### Directions
Print, from the listing below, the lines starting at the line containing "pub enum ShutdownReason" and ending at the line containing "pub fn subscribe(&self)", exactly as they stand, and print nothing else.

--------------------------------

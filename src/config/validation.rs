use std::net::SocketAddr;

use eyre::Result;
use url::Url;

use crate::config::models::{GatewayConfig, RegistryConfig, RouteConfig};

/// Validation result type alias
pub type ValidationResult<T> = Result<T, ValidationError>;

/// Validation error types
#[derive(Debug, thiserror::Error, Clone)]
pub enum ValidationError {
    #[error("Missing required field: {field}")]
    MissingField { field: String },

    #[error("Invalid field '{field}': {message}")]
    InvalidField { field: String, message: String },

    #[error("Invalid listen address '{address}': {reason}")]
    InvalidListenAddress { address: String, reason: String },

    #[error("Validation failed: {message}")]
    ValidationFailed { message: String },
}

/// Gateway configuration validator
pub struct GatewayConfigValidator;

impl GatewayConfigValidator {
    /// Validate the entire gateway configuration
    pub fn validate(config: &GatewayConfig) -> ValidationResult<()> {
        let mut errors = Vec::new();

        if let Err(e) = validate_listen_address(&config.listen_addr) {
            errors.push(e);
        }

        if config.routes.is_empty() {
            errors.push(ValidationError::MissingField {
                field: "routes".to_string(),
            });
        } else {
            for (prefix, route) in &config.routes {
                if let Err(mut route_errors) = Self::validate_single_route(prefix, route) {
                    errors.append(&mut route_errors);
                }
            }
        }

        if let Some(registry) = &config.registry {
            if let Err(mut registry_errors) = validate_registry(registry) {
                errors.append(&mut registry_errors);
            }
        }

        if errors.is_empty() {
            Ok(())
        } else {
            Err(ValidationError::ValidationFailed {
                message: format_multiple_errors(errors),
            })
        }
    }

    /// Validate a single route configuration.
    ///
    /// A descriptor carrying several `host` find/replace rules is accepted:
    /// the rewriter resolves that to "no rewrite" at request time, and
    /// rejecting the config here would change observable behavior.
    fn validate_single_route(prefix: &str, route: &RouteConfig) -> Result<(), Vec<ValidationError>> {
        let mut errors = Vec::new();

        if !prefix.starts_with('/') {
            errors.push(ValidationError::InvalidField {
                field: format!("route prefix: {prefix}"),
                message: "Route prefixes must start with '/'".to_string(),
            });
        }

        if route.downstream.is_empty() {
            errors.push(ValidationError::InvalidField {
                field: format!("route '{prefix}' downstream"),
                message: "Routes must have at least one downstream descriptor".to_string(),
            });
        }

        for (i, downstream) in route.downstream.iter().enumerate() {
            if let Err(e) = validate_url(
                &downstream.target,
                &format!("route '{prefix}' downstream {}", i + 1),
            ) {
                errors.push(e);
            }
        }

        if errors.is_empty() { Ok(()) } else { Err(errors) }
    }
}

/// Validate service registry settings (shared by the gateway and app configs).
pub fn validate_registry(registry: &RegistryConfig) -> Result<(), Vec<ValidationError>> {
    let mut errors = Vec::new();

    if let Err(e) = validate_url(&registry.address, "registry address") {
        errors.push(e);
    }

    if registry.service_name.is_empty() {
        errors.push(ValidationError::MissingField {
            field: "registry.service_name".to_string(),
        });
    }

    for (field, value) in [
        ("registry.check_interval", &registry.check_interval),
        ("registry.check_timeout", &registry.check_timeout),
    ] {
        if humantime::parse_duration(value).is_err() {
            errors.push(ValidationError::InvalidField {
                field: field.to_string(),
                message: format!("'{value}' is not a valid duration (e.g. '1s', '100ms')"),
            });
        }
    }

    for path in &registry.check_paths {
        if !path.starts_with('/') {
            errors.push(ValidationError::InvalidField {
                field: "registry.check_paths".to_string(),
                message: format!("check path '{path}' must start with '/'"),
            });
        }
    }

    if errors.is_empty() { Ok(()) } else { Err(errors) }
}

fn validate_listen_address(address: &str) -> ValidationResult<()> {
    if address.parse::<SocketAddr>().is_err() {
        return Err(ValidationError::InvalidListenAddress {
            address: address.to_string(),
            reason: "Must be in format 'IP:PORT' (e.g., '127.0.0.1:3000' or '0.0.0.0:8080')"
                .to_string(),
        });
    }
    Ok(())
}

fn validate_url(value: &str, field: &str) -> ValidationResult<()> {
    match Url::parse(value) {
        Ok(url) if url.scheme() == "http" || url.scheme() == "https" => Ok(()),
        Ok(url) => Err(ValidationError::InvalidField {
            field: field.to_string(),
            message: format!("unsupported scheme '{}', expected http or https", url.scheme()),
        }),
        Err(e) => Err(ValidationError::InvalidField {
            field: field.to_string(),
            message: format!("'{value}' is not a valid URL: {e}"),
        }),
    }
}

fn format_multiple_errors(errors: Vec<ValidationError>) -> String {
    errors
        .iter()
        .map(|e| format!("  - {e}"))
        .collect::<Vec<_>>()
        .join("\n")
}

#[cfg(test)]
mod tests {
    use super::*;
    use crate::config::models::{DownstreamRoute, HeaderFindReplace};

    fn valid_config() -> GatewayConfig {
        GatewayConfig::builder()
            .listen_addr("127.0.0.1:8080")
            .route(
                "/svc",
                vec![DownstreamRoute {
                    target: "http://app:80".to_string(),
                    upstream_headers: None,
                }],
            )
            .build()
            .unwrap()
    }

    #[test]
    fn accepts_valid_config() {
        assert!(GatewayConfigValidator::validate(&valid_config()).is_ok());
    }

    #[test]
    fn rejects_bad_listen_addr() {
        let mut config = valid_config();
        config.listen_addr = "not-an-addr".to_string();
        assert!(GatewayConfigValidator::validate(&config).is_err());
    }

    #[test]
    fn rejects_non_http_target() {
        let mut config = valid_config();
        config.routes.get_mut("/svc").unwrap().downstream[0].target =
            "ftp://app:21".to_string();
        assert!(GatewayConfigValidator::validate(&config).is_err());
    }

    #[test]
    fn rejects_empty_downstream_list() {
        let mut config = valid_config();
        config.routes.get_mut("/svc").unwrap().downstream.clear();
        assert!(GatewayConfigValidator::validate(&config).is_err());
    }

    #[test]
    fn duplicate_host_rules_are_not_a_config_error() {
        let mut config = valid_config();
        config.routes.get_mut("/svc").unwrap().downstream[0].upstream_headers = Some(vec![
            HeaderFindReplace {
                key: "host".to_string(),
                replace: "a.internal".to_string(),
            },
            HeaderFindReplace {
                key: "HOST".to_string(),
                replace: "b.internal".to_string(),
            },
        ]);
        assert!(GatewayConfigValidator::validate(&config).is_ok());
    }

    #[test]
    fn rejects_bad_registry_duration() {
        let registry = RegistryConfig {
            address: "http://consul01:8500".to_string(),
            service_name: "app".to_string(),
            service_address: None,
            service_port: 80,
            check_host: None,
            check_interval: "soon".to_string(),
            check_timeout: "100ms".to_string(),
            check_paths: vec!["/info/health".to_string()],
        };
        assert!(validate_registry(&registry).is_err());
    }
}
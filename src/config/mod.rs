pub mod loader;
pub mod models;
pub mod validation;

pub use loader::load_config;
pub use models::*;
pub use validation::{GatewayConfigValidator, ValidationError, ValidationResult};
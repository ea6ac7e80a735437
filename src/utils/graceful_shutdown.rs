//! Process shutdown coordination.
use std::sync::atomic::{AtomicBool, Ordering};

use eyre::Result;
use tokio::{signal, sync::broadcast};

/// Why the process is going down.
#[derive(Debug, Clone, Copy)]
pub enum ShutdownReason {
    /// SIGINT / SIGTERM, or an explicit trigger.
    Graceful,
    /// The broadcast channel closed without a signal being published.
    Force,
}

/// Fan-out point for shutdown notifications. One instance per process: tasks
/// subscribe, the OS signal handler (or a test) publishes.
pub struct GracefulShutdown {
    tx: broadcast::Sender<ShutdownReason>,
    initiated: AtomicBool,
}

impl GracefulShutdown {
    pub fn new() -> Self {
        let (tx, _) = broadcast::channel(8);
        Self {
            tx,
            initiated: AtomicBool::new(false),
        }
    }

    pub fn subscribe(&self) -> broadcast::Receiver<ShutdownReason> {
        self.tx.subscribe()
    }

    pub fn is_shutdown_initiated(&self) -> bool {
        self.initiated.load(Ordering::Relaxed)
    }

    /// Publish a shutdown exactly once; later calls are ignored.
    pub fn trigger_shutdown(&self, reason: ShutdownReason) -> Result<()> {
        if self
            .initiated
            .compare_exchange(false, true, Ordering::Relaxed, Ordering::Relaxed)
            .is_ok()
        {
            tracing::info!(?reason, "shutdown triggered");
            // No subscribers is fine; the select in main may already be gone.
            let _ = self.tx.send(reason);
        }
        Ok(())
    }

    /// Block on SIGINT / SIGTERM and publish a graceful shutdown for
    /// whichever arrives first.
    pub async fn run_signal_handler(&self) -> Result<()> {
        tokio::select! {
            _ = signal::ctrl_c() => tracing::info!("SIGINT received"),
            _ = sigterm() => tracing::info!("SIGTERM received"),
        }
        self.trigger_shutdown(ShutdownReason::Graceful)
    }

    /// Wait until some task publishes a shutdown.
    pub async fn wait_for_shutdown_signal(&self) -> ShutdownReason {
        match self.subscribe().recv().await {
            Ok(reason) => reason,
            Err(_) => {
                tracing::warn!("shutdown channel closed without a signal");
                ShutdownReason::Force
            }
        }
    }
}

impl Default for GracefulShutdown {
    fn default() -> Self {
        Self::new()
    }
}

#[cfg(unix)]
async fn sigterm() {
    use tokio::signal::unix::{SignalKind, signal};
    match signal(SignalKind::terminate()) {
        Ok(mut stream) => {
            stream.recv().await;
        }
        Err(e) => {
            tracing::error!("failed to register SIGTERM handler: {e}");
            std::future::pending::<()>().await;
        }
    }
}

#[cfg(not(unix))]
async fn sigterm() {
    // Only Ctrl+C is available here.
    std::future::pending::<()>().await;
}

--------------------------------

### Response
pub enum ShutdownReason {
    /// SIGINT / SIGTERM, or an explicit trigger.
    Graceful,
    /// The broadcast channel closed without a signal being published.
    Force,
}

/// Fan-out point for shutdown notifications. One instance per process: tasks
/// subscribe, the OS signal handler (or a test) publishes.
pub struct GracefulShutdown {
    tx: broadcast::Sender<ShutdownReason>,
    initiated: AtomicBool,
}

impl GracefulShutdown {
    pub fn new() -> Self {
        let (tx, _) = broadcast::channel(8);
        Self {
            tx,
            initiated: AtomicBool::new(false),
        }
    }

    pub fn subscribe(&self) -> broadcast::Receiver<ShutdownReason> {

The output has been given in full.